What you will do: Say how many lines in the following entries include "isize", and add nothing else.

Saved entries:

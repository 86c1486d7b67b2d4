/// Presentation layer: double-buffered, diff-based terminal renderer.
///
/// How it works:
///   1. Build the next frame into `front` buffer (array of Cell)
///   2. Compare each cell with `back` buffer (previous frame)
///   3. Only emit terminal commands for cells that changed
///   4. All commands are batched with `queue!`, flushed once at the end
///   5. Swap front/back
///
/// ## Screen layout
///
///   row 0            HUD (score, time, best, toggles)
///   row 1            message bar
///   rows 2..h-2      stage
///   last 2 rows      key help
///
/// The stage is measured in stage px: one column is `PX_PER_COL` px wide,
/// one row `PX_PER_ROW` px tall. A balloon covers exactly the cells whose
/// centre lies inside its rectangle, so what is drawn is what can be hit.

use std::io::{self, BufWriter, Write};

use crossterm::{
    cursor::{self, MoveTo},
    event::{DisableMouseCapture, EnableMouseCapture},
    execute, queue,
    style::{Color, Print, ResetColor, SetBackgroundColor, SetForegroundColor},
    terminal::{self, Clear, ClearType},
};

use crate::domain::balloon::Balloon;
use crate::domain::rules::pop_label;
use crate::sim::world::{Phase, WorldState};

// ── Cell: the unit of the back-buffer ──

#[derive(Clone, Copy, PartialEq, Eq, Debug)]
struct Cell {
    ch: char,
    fg: Color,
    bg: Color,
}

impl Cell {
    /// Explicit dark background for chrome rows. Using the same RGB for
    /// `Clear(ClearType::All)` and every cell avoids gap lines on VTE terminals.
    const BASE_BG: Color = Color::Rgb { r: 22, g: 22, b: 35 };

    const BLANK: Cell = Cell { ch: ' ', fg: Color::White, bg: Cell::BASE_BG };

    /// Sentinel cell used to invalidate the back buffer.
    /// Different from any real cell, so every position will be diff'd.
    const INVALID: Cell = Cell { ch: '?', fg: Color::Magenta, bg: Color::Magenta };

    fn new(ch: char, fg: Color, bg: Color) -> Self {
        Cell { ch, fg, bg }
    }
}

// ── FrameBuffer: a 2D grid of Cells ──

struct FrameBuffer {
    width: usize,
    height: usize,
    cells: Vec<Cell>,
}

impl FrameBuffer {
    fn new(w: usize, h: usize) -> Self {
        FrameBuffer {
            width: w,
            height: h,
            cells: vec![Cell::BLANK; w * h],
        }
    }

    fn resize(&mut self, w: usize, h: usize) {
        if self.width != w || self.height != h {
            self.width = w;
            self.height = h;
            self.cells = vec![Cell::BLANK; w * h];
        }
    }

    fn clear(&mut self) {
        self.cells.fill(Cell::BLANK);
    }

    fn set(&mut self, x: usize, y: usize, cell: Cell) {
        if x < self.width && y < self.height {
            self.cells[y * self.width + x] = cell;
        }
    }

    fn get(&self, x: usize, y: usize) -> Cell {
        if x < self.width && y < self.height {
            self.cells[y * self.width + x]
        } else {
            Cell::BLANK
        }
    }

    /// Background of an already-drawn cell, so text can be laid over it.
    fn bg_at(&self, x: usize, y: usize) -> Color {
        self.get(x, y).bg
    }

    /// Write a string at (x, y) with given colors. Each char occupies 1 column.
    fn put_str(&mut self, x: usize, y: usize, s: &str, fg: Color, bg: Color) {
        for (i, ch) in s.chars().enumerate() {
            if x + i >= self.width { break; }
            self.set(x + i, y, Cell::new(ch, fg, bg));
        }
    }

    fn fill_row(&mut self, y: usize, bg: Color) {
        for x in 0..self.width {
            self.set(x, y, Cell::new(' ', Color::White, bg));
        }
    }

    /// Write `s` centred on column `cx`, keeping each cell's background.
    fn put_str_over(&mut self, cx: usize, y: usize, s: &str, fg: Color) {
        let x0 = cx.saturating_sub(s.chars().count() / 2);
        for (i, ch) in s.chars().enumerate() {
            let x = x0 + i;
            if x >= self.width { break; }
            let bg = self.bg_at(x, y);
            self.set(x, y, Cell::new(ch, fg, bg));
        }
    }
}

// ── Stage geometry ──

pub const PX_PER_COL: f64 = 8.0;
pub const PX_PER_ROW: f64 = 16.0;

const HUD_ROW: usize = 0;
const MSG_ROW: usize = 1;
const STAGE_ROW: usize = 2;
const FOOTER_ROWS: usize = 2;

/// Length of the balloon string, in rows.
const STRING_ROWS: isize = 2;

const SKY: Color = Color::Rgb { r: 186, g: 230, b: 253 };
const HUD_BG: Color = Color::Rgb { r: 20, g: 20, b: 60 };
const MSG_BG: Color = Color::Rgb { r: 200, g: 180, b: 50 };
const STRING_FG: Color = Color::Rgb { r: 100, g: 116, b: 139 };
const GAIN_FG: Color = Color::Rgb { r: 21, g: 128, b: 61 };
const LOSS_FG: Color = Color::Rgb { r: 185, g: 28, b: 28 };

fn stage_rows(term_h: usize) -> usize {
    term_h.saturating_sub(STAGE_ROW + FOOTER_ROWS).max(1)
}

/// Stage size in px for a terminal of `term_w` × `term_h` cells.
fn stage_px(term_w: usize, term_h: usize) -> (f64, f64) {
    (term_w.max(1) as f64 * PX_PER_COL, stage_rows(term_h) as f64 * PX_PER_ROW)
}

/// Stage px at the centre of a terminal cell, or None outside the stage.
fn cell_center(term_w: usize, term_h: usize, col: usize, row: usize) -> Option<(f64, f64)> {
    if col >= term_w || row < STAGE_ROW || row >= STAGE_ROW + stage_rows(term_h) {
        return None;
    }
    let x = (col as f64 + 0.5) * PX_PER_COL;
    let y = ((row - STAGE_ROW) as f64 + 0.5) * PX_PER_ROW;
    Some((x, y))
}

/// Half-open range of cell indices whose centre falls in [start, start+len).
fn cell_span(start: f64, len: f64, px_per: f64) -> (isize, isize) {
    let first = (start / px_per - 0.5).ceil() as isize;
    let end = ((start + len) / px_per - 0.5).ceil() as isize;
    (first, end)
}

fn rgb((r, g, b): (u8, u8, u8)) -> Color {
    Color::Rgb { r, g, b }
}

/// Readable label colour on a balloon body.
fn label_fg((r, g, b): (u8, u8, u8)) -> Color {
    let luma = 0.299 * r as f32 + 0.587 * g as f32 + 0.114 * b as f32;
    if luma < 110.0 { Color::White } else { Color::Black }
}

// ── Renderer ──

pub struct Renderer {
    writer: BufWriter<io::Stdout>,
    front: FrameBuffer,
    back: FrameBuffer,
    term_w: usize,
    term_h: usize,
    last_phase: Option<Phase>,
}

Response area: 4